Krogia is a genus of corticolous lichens in the family Ramalinaceae. It occurs in tropical humid forests and rainforests. The genus was circumscribed by Norwegian lichenologist Einar Timdal in 2002, with Krogia coralloides assigned as the type species. These tiny lichens form distinctive coral-like cushions on tree bark, with their scale-like lobes divided into finger-like branches that give them a miniature branching appearance. The genus is quite rare, with only six known species found scattered across mountain forests from the Caribbean to Southeast Asia and the Pacific islands.

==Taxonomy==

The Norwegian lichenologist Einar Timdal circumscribed Krogia in 2002 on the basis of the Mauritian type species Krogia coralloides; the genus name honours his long-time colleague Hildur Krog. Timdal placed it close to Phyllopsora but pointed out several decisive anatomical differences: the ascus wall shows only a faint amyloid reaction, the thread-like ascospores are barely 1 micrometre (μm) thick and often coil inside the ascus, the thallus lacks a true medulla yet possesses a distinct lower , and the chemistry is dominated by boninic acid rather than the depsidones common in Phyllopsora.

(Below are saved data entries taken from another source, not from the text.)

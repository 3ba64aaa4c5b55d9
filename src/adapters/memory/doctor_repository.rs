//! In-memory doctor catalog.

use std::sync::Mutex;

use async_trait::async_trait;

use crate::domain::doctor::{Doctor, NewDoctor};
use crate::domain::foundation::{DoctorId, DomainError};
use crate::ports::DoctorRepository;

#[derive(Default)]
pub struct InMemoryDoctorRepository {
    doctors: Mutex<Vec<Doctor>>,
}

impl InMemoryDoctorRepository {
    pub fn new() -> Self {
        Self::default()
    }
}

#[async_trait]
impl DoctorRepository for InMemoryDoctorRepository {
    async fn list(&self) -> Result<Vec<Doctor>, DomainError> {
        Ok(self.doctors.lock().unwrap().clone())
    }

    async fn insert(&self, candidate: NewDoctor) -> Result<Doctor, DomainError> {
        let doctor = Doctor::create(candidate);
        self.doctors.lock().unwrap().push(doctor.clone());
        Ok(doctor)
    }

    async fn delete(&self, id: &DoctorId) -> Result<bool, DomainError> {
        let mut doctors = self.doctors.lock().unwrap();
        let before = doctors.len();
        doctors.retain(|d| d.id != *id);
        Ok(doctors.len() != before)
    }
}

Because these characters do not fit comfortably into the Bacidiaceae concept then in use, Timdal left the familial placement open, although subsequent workers have treated Krogia within the Ramalinaceae (sensu lato) alongside Phyllopsora.

The genus remained monospecific for several years, but concerted collecting in tropical cloud forests has since uncovered additional taxa. Krogia antillarum was described from the Greater and Lesser Antilles in 2009, differing from the type in squamule shape and secondary chemistry; K. microphylla followed in 2011 from a single Dominican cloud-forest site, its epithet referring to its minute lobes. A phylogeny-guided revision in 2018 added three Paleotropical species—K. borneensis (Borneo) plus K. isidiata and K. macrophylla (both New Caledonia)—raising the current total to six. All are corticolous inhabitants of humid, montane forests and appear to be rare, each known from only a handful of localities.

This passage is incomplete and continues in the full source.